Stored items from a collection:

┌──

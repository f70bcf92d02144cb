//! Per-session search settings.

use serde::{Deserialize, Serialize};

/// How the search term is interpreted by the search tool.
#[derive(Debug, Clone, Copy, PartialEq, Eq, Default, Serialize, Deserialize)]
#[serde(rename_all = "snake_case")]
pub enum SearchKind {
    /// Fixed-string match.
    Literal,
    /// Fixed-string match constrained to word boundaries.
    Word,
    /// Regular expression (the tool's default).
    #[default]
    Regex,
}

/// Case sensitivity mode.
#[derive(Debug, Clone, Copy, PartialEq, Eq, Default, Serialize, Deserialize)]
#[serde(rename_all = "snake_case")]
pub enum CaseMode {
    /// Case-insensitive unless the term contains an uppercase character.
    #[default]
    Smart,
    Sensitive,
    Ignore,
}

/// Which files the search may visit.
#[derive(Debug, Clone, PartialEq, Eq, Default, Serialize, Deserialize)]
#[serde(rename_all = "snake_case")]
pub enum FileFilter {
    #[default]
    All,
    /// One of the tool's named file types.
    Type(String),
    /// A glob over file paths.
    Glob(String),
}

/// Lines of leading and trailing context requested around each match.
#[derive(Debug, Clone, Copy, PartialEq, Eq, Serialize, Deserialize)]
pub struct ContextDepth {
    pub before: u32,
    pub after: u32,
}

/// Complete settings for one search session.
///
/// Settings are read at invocation-build time; changing them takes effect on
/// the next start or restart.
#[derive(Debug, Clone, Default, PartialEq, Eq, Serialize, Deserialize)]
pub struct SearchSettings {
    pub kind: SearchKind,
    pub case: CaseMode,
    pub filter: FileFilter,
    pub context: Option<ContextDepth>,
    /// Skip dotfiles entirely instead of asking the tool to search them.
    pub skip_hidden: bool,
    /// Bypass VCS ignore files instead of honoring them.
    pub skip_vcs_ignores: bool,
    /// User-configured extra arguments. Placed first in the argument list so
    /// the fixed flags that follow take precedence on conflict.
    pub extra_args: Vec<String>,
}
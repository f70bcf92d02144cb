//! Shared types for the rgview search engine.

mod result;
mod session;
mod settings;

pub use result::*;
pub use session::*;
pub use settings::*;
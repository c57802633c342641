use approx::assert_abs_diff_eq;
use dmfgen_core::Point;
use dmfgen_geometry::Polygon;
use dmfgen_trace::{
    label_polygons, trace_peripheral, trace_polygons, Arc, Line, Primitive, SequentialLabels,
    TraceError, TraceOptions,
};

fn line(a: (f64, f64), b: (f64, f64)) -> Primitive {
    Primitive::Line(Line {
        start: a.into(),
        end: b.into(),
    })
}

fn unit_square_lines() -> Vec<Primitive> {
    vec![
        line((0.0, 0.0), (1.0, 0.0)),
        line((1.0, 1.0), (0.0, 1.0)),
        line((1.0, 0.0), (1.0, 1.0)),
        line((0.0, 1.0), (0.0, 0.0)),
    ]
}

#[test]
fn scrambled_segments_close_into_a_square() {
    let polygons = trace_polygons(&unit_square_lines(), &TraceOptions::default()).unwrap();
    assert_eq!(polygons.len(), 1);
    let p = &polygons[0];
    assert_eq!(p.len(), 4);
    assert_abs_diff_eq!(p.area(), 1.0, epsilon = 1e-9);
    assert!(p.signed_area() > 0.0);
}

#[test]
fn nearly_coincident_endpoints_merge_within_tolerance() {
    let jitter = 2e-8;
    let primitives = vec![
        line((0.0, 0.0), (1.0, 0.0)),
        line((1.0 + jitter, 0.0 - jitter), (1.0, 1.0)),
        line((1.0 - jitter, 1.0 + jitter), (0.0, 1.0)),
        line((0.0, 1.0 - jitter), (0.0, 0.0)),
    ];
    let polygons = trace_polygons(&primitives, &TraceOptions::default()).unwrap();
    assert_eq!(polygons.len(), 1);
    assert_eq!(polygons[0].len(), 4);
}

#[test]
fn multiple_loops_come_out_in_input_order() {
    let mut primitives = unit_square_lines();
    // A second, bigger square further out.
    primitives.extend([
        line((10.0, 0.0), (12.0, 0.0)),
        line((12.0, 0.0), (12.0, 2.0)),
        line((12.0, 2.0), (10.0, 2.0)),
        line((10.0, 2.0), (10.0, 0.0)),
    ]);
    let polygons = trace_polygons(&primitives, &TraceOptions::default()).unwrap();
    assert_eq!(polygons.len(), 2);
    assert_abs_diff_eq!(polygons[0].area(), 1.0, epsilon = 1e-9);
    assert_abs_diff_eq!(polygons[1].area(), 4.0, epsilon = 1e-9);
}

#[test]
fn arcs_tessellate_and_close_with_lines() {
    // Stadium shape: two horizontal lines capped by semicircular arcs.
    let primitives = vec![
        line((0.0, 0.0), (4.0, 0.0)),
        Primitive::Arc(Arc {
            center: Point::new(4.0, 1.0),
            radius: 1.0,
            start_angle_deg: -90.0,
            end_angle_deg: 90.0,
        }),
        line((4.0, 2.0), (0.0, 2.0)),
        Primitive::Arc(Arc {
            center: Point::new(0.0, 1.0),
            radius: 1.0,
            start_angle_deg: 90.0,
            end_angle_deg: 270.0,
        }),
    ];
    let polygons = trace_polygons(&primitives, &TraceOptions::default()).unwrap();
    assert_eq!(polygons.len(), 1);
    let p = &polygons[0];
    // 2 line endpoints per side plus tessellation interior points.
    assert!(p.len() > 8);
    // Area sits between the bare rectangle and the rectangle plus a full
    // circle (tessellation under-approximates the caps).
    assert!(p.area() > 8.0);
    assert!(p.area() < 8.0 + std::f64::consts::PI);
}

#[test]
fn open_chain_is_malformed() {
    let primitives = vec![
        line((0.0, 0.0), (1.0, 0.0)),
        line((1.0, 0.0), (1.0, 1.0)),
        line((1.0, 1.0), (0.0, 1.0)),
    ];
    let err = trace_polygons(&primitives, &TraceOptions::default()).unwrap_err();
    let TraceError::MalformedGeometry { reason, .. } = err;
    assert!(reason.contains("open endpoint"));
}

#[test]
fn junction_names_an_incident_primitive() {
    let mut primitives = unit_square_lines();
    // A dangling diagonal out of the corner creates a degree-3 node (and
    // its far end a degree-1 node; either is malformed).
    primitives.push(line((0.0, 0.0), (-1.0, -1.0)));
    let err = trace_polygons(&primitives, &TraceOptions::default()).unwrap_err();
    let TraceError::MalformedGeometry { primitive, .. } = err;
    assert!(primitive < primitives.len());
}

#[test]
fn sequential_labels_follow_trace_order() {
    let mut primitives = unit_square_lines();
    primitives.extend([
        line((10.0, 0.0), (12.0, 0.0)),
        line((12.0, 0.0), (12.0, 2.0)),
        line((12.0, 2.0), (10.0, 2.0)),
        line((10.0, 2.0), (10.0, 0.0)),
    ]);
    let labeled =
        trace_peripheral(&primitives, &TraceOptions::default(), &mut SequentialLabels).unwrap();
    assert_eq!(labeled.len(), 2);
    assert_eq!(labeled[0].0, "A");
    assert_eq!(labeled[1].0, "B");
    assert!(labeled[0].1.area() < labeled[1].1.area());
}

#[test]
fn unlabeled_polygons_are_dropped_not_fatal() {
    let polygons = trace_polygons(&unit_square_lines(), &TraceOptions::default()).unwrap();
    let mut skip_all = |polys: &[Polygon]| vec![None; polys.len()];
    let labeled = label_polygons(polygons, &mut skip_all);
    assert!(labeled.is_empty());
}

#[test]
fn short_label_lists_drop_the_tail() {
    let mut primitives = unit_square_lines();
    primitives.extend([
        line((10.0, 0.0), (12.0, 0.0)),
        line((12.0, 0.0), (12.0, 2.0)),
        line((12.0, 2.0), (10.0, 2.0)),
        line((10.0, 2.0), (10.0, 0.0)),
    ]);
    let polygons = trace_polygons(&primitives, &TraceOptions::default()).unwrap();
    let mut first_only = |_: &[Polygon]| vec![Some("IN".to_string())];
    let labeled = label_polygons(polygons, &mut first_only);
    assert_eq!(labeled.len(), 1);
    assert_eq!(labeled[0].0, "IN");
}

#[test]
fn primitive_list_round_trips_through_json() {
    let primitives = vec![
        line((0.0, 0.0), (1.5, 0.0)),
        Primitive::Arc(Arc {
            center: Point::new(1.5, 1.0),
            radius: 1.0,
            start_angle_deg: -90.0,
            end_angle_deg: 90.0,
        }),
    ];
    let json = serde_json::to_string(&primitives).unwrap();
    let back: Vec<Primitive> = serde_json::from_str(&json).unwrap();
    assert_eq!(primitives, back);
}
use std::ops::{Add, AddAssign, Mul, Neg, Sub, SubAssign};

use serde::{Deserialize, Serialize};

/// A 2D coordinate in millimeters.
///
/// Whether a point is in board-global or some local frame depends on
/// context; APIs taking or returning points document which frame applies.
#[derive(Debug, Clone, Copy, Serialize, Deserialize, PartialEq, Default)]
pub struct Point {
    pub x: f64,
    pub y: f64,
}

impl Point {
    #[must_use]
    pub fn new(x: f64, y: f64) -> Self {
        Self { x, y }
    }

    #[must_use]
    pub fn dot(&self, other: Point) -> f64 {
        self.x * other.x + self.y * other.y
    }

    /// Z component of the cross product of two vectors.
    #[must_use]
    pub fn cross(&self, other: Point) -> f64 {
        self.x * other.y - self.y * other.x
    }

    #[must_use]
    pub fn norm(&self) -> f64 {
        self.x.hypot(self.y)
    }

    #[must_use]
    pub fn distance_to(&self, other: Point) -> f64 {
        (*self - other).norm()
    }

    /// Rotate this point by `angle_deg` counter-clockwise around `origin`.
    #[must_use]
    pub fn rotated(&self, angle_deg: f64, origin: Point) -> Point {
        let v = rotate_vec(*self - origin, angle_deg);
        v + origin
    }

    /// Left-hand perpendicular, i.e. this vector rotated 90° CCW.
    #[must_use]
    pub fn perp(&self) -> Point {
        Point::new(-self.y, self.x)
    }
}

pub fn rotate_vec(v: Point, angle_deg: f64) -> Point {
    let a = angle_deg.to_radians();
    let (s, c) = a.sin_cos();
    Point::new(v.x * c - v.y * s, v.x * s + v.y * c)
}

impl Add for Point {
    type Output = Point;

    fn add(self, rhs: Point) -> Point {
        Point::new(self.x + rhs.x, self.y + rhs.y)
    }
}

impl AddAssign for Point {
    fn add_assign(&mut self, rhs: Point) {
        self.x += rhs.x;
        self.y += rhs.y;
    }
}

impl Sub for Point {
    type Output = Point;

    fn sub(self, rhs: Point) -> Point {
        Point::new(self.x - rhs.x, self.y - rhs.y)
    }
}

impl SubAssign for Point {
    fn sub_assign(&mut self, rhs: Point) {
        self.x -= rhs.x;
        self.y -= rhs.y;
    }
}

impl Mul<f64> for Point {
    type Output = Point;

    fn mul(self, rhs: f64) -> Point {
        Point::new(self.x * rhs, self.y * rhs)
    }
}

impl Neg for Point {
    type Output = Point;

    fn neg(self) -> Point {
        Point::new(-self.x, -self.y)
    }
}

impl From<(f64, f64)> for Point {
    fn from((x, y): (f64, f64)) -> Self {
        Point::new(x, y)
    }
}

impl From<Point> for [f64; 2] {
    fn from(p: Point) -> Self {
        [p.x, p.y]
    }
}

impl From<[f64; 2]> for Point {
    fn from([x, y]: [f64; 2]) -> Self {
        Point::new(x, y)
    }
}
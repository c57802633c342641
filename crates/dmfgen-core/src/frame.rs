use serde::{Deserialize, Serialize};

use crate::point::{rotate_vec, Point};

/// A local → board transform: rotation (degrees, CCW) about the local
/// origin, followed by translation to `origin`.
///
/// Electrodes carry their frame by value, so a polygon stored in local
/// coordinates can be mapped to board coordinates (and back) without any
/// reference to its container.
#[derive(Debug, Clone, Copy, Serialize, Deserialize, PartialEq)]
pub struct Frame {
    pub origin: Point,
    pub rotation_deg: f64,
}

impl Frame {
    #[must_use]
    pub fn new(origin: Point, rotation_deg: f64) -> Self {
        Self {
            origin,
            rotation_deg,
        }
    }

    #[must_use]
    pub fn translation(origin: Point) -> Self {
        Self::new(origin, 0.0)
    }

    #[must_use]
    pub fn identity() -> Self {
        Self::new(Point::default(), 0.0)
    }

    /// Map a local-frame point to board coordinates.
    #[must_use]
    pub fn to_board(&self, p: Point) -> Point {
        rotate_vec(p, self.rotation_deg) + self.origin
    }

    /// Map a board-coordinate point back into this frame. Exact inverse of
    /// [`Frame::to_board`].
    #[must_use]
    pub fn to_local(&self, p: Point) -> Point {
        rotate_vec(p - self.origin, -self.rotation_deg)
    }
}

impl Default for Frame {
    fn default() -> Self {
        Self::identity()
    }
}

#[cfg(test)]
mod tests {
    use super::*;
    use approx::assert_abs_diff_eq;

    #[test]
    fn to_board_rotates_then_translates() {
        let f = Frame::new(Point::new(10.0, 5.0), 90.0);
        let p = f.to_board(Point::new(1.0, 0.0));
        assert_abs_diff_eq!(p.x, 10.0, epsilon = 1e-9);
        assert_abs_diff_eq!(p.y, 6.0, epsilon = 1e-9);
    }

    #[test]
    fn to_local_inverts_to_board() {
        let f = Frame::new(Point::new(-3.0, 7.5), 33.0);
        let p = Point::new(1.25, -4.0);
        let back = f.to_local(f.to_board(p));
        assert_abs_diff_eq!(back.x, p.x, epsilon = 1e-9);
        assert_abs_diff_eq!(back.y, p.y, epsilon = 1e-9);
    }

    #[test]
    fn translation_frame_leaves_rotation_zero() {
        let f = Frame::translation(Point::new(2.0, 3.0));
        let p = f.to_board(Point::new(1.0, 1.0));
        assert_abs_diff_eq!(p.x, 3.0, epsilon = 1e-12);
        assert_abs_diff_eq!(p.y, 4.0, epsilon = 1e-12);
    }
}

└──

Activity:
Locate the word "types" in the records above, and return each line that has it.

Written answer:
    /// One of the tool's named file types.
//! Shared types for the rgview search engine.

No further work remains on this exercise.